[Records excerpted from a collection]

◇ ◇ ◇ ◇

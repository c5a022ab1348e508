//! File logging for stoke.
//!
//! Build output belongs to the terminal, so diagnostics go to a log file
//! instead (`~/.stoke/stoke.log`, or the path in `STOKE_LOG`).
//!
//! Log levels:
//! - ERROR: an invocation could not be resolved or set up
//! - WARN: recoverable problems (task failures, dropped watch events)
//! - INFO: invocations, watch triggers, run summaries
//! - DEBUG: resolution order, dispatch decisions, per-task outcomes
//! - TRACE: raw filesystem events
//!
//! Debug mode can be enabled with `--debug` flag or `STOKE_DEBUG=1` env var.

use std::fs::OpenOptions;
use std::io::Write;
use std::path::{Path, PathBuf};
use std::sync::atomic::{AtomicU8, Ordering};
use std::sync::OnceLock;

static LOG_PATH: OnceLock<PathBuf> = OnceLock::new();
static LOG_LEVEL: AtomicU8 = AtomicU8::new(LogLevel::Info as u8);

/// Log levels for filtering messages.
#[derive(Debug, Clone, Copy, PartialEq, Eq, PartialOrd, Ord)]
#[repr(u8)]
pub enum LogLevel {
    Error = 0,
    Warn = 1,
    Info = 2,
    Debug = 3,
    Trace = 4,
}

impl LogLevel {
    pub fn as_str(&self) -> &'static str {
        match self {
            LogLevel::Error => "ERROR",
            LogLevel::Warn => "WARN",
            LogLevel::Info => "INFO",
            LogLevel::Debug => "DEBUG",
            LogLevel::Trace => "TRACE",
        }
    }

    fn from_u8(v: u8) -> Self {
        match v {
            0 => LogLevel::Error,
            1 => LogLevel::Warn,
            2 => LogLevel::Info,
            3 => LogLevel::Debug,
            _ => LogLevel::Trace,
        }
    }
}

fn env_flag(name: &str) -> bool {
    std::env::var(name)
        .map(|v| v == "1" || v.eq_ignore_ascii_case("true"))
        .unwrap_or(false)
}

/// Default log location, `~/.stoke/stoke.log`.
pub fn default_log_path() -> Option<PathBuf> {
    dirs::home_dir().map(|h| h.join(".stoke").join("stoke.log"))
}

/// Initialize logging. `debug` raises the level to DEBUG, as does `STOKE_DEBUG=1`.
pub fn init(debug: bool) {
    let level = if debug || env_flag("STOKE_DEBUG") {
        LogLevel::Debug
    } else {
        LogLevel::Info
    };
    set_level(level);

    let path = std::env::var_os("STOKE_LOG")
        .map(PathBuf::from)
        .or_else(default_log_path);
    if let Some(path) = path {
        init_file(&path);
    }
}

/// Point the logger at `path`, truncating it. Only the first call takes effect.
pub fn init_file(path: &Path) {
    if let Some(parent) = path.parent() {
        let _ = std::fs::create_dir_all(parent);
    }
    let _ = std::fs::write(path, "");
    LOG_PATH.set(path.to_path_buf()).ok();
}

/// Set the minimum log level for output.
pub fn set_level(level: LogLevel) {
    LOG_LEVEL.store(level as u8, Ordering::SeqCst);
}

/// Get the current log level.
pub fn get_level() -> LogLevel {
    LogLevel::from_u8(LOG_LEVEL.load(Ordering::Relaxed))
}

/// Log a message at the specified level.
pub fn log_at(level: LogLevel, msg: &str) {
    if level > get_level() {
        return;
    }

    if let Some(path) = LOG_PATH.get() {
        if let Ok(mut file) = OpenOptions::new().create(true).append(true).open(path) {
            let timestamp = chrono::Local::now().format("%H:%M:%S%.3f");
            let _ = writeln!(file, "[{}] [{}] {}", timestamp, level.as_str(), msg);
        }
    }
}

pub fn error(msg: &str) {
    log_at(LogLevel::Error, msg);
}

pub fn warn(msg: &str) {
    log_at(LogLevel::Warn, msg);
}

pub fn info(msg: &str) {
    log_at(LogLevel::Info, msg);
}

pub fn debug(msg: &str) {
    log_at(LogLevel::Debug, msg);
}

pub fn trace(msg: &str) {
    log_at(LogLevel::Trace, msg);
}

/// Log macro for INFO level.
#[macro_export]
macro_rules! slog {
    ($($arg:tt)*) => {
        $crate::log::info(&format!($($arg)*))
    };
}

/// Log macro for ERROR level.
#[macro_export]
macro_rules! slog_error {
    ($($arg:tt)*) => {
        $crate::log::error(&format!($($arg)*))
    };
}

/// Log macro for WARN level.
#[macro_export]
macro_rules! slog_warn {
    ($($arg:tt)*) => {
        $crate::log::warn(&format!($($arg)*))
    };
}

/// Log macro for DEBUG level.
#[macro_export]
macro_rules! slog_debug {
    ($($arg:tt)*) => {
        $crate::log::debug(&format!($($arg)*))
    };
}

/// Log macro for TRACE level.
#[macro_export]
macro_rules! slog_trace {
    ($($arg:tt)*) => {
        $crate::log::trace(&format!($($arg)*))
    };
}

◇ ◇ ◇ ◇

> _Aim of the task_
All lines in the records above that contain "logging" are to be reported.

> _Response to the exercise_
//! File logging for stoke.
/// Initialize logging. `debug` raises the level to DEBUG, as does `STOKE_DEBUG=1`.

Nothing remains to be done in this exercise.